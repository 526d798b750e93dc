//! Wire protocol for fileshelf transfers.
//!
//! One TCP connection carries one RPC call: a list request, an upload,
//! or a download. Control-plane data (the file listing) travels as a
//! JSON frame; transfer metadata travels as a key/value header block
//! written before any chunk frame; file content travels as
//! length-prefixed binary chunk frames.
//!
//! # Wire format
//!
//! ```text
//! REQUEST:   [1 byte op: 0x01=list, 0x02=upload, 0x03=download]
//!
//! METADATA:  [2 bytes BE: pair count]
//!            per pair: [2 bytes BE: key len][key UTF-8]
//!                      [2 bytes BE: value len][value UTF-8]
//!
//! CHUNK:     [4 bytes BE: length][length bytes raw data]
//! END:       [4 bytes: 0x00000000]
//!
//! UPLOAD REPLY:   [1 byte: 0x01=ok, 0x00=failed,
//!                  0x02=rejected + [2 bytes BE: len][reason UTF-8]]
//! DOWNLOAD REPLY: [1 byte: 0x01=accepted,
//!                  0x00=rejected + [2 bytes BE: len][reason UTF-8]]
//!
//! LIST REPLY: [4 bytes BE: len][JSON array of FileDescriptor]
//! ```

pub mod error;
pub mod types;
pub mod wire;

pub use error::WireError;
pub use types::{FileDescriptor, TransferLimits, TransferMetadata, TransferResult, TransferStatus};

/// Default chunk frame cap: 4 MiB.
///
/// Bounds per-message memory independent of file size. Deployments with
/// different memory profiles override it via [`TransferLimits`].
pub const DEFAULT_FRAME_CAP: usize = 4 * 1024 * 1024;

/// Default ceiling on the total size of one transfer: 8 GiB.
///
/// A deployment-time limit, not a negotiated protocol value.
pub const DEFAULT_MAX_TRANSFER_SIZE: u64 = 8 * 1024 * 1024 * 1024;

/// Metadata header key for the file's base name.
pub const META_FILENAME: &str = "filename";

/// Metadata header key for the declared size (decimal string).
pub const META_SIZE: &str = "size";

/// Metadata header key for the sender's timestamp (informational).
pub const META_TIMESTAMP: &str = "timestamp";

_ _ _ _ _ _ _

Exercise prompt
Give an exact copy of the lines from the one with "pub const META_FILENAME: &str" through the end of the entries, both ends included.

Result of the exercise
pub const META_FILENAME: &str = "filename";

/// Metadata header key for the declared size (decimal string).
pub const META_SIZE: &str = "size";

/// Metadata header key for the sender's timestamp (informational).
pub const META_TIMESTAMP: &str = "timestamp";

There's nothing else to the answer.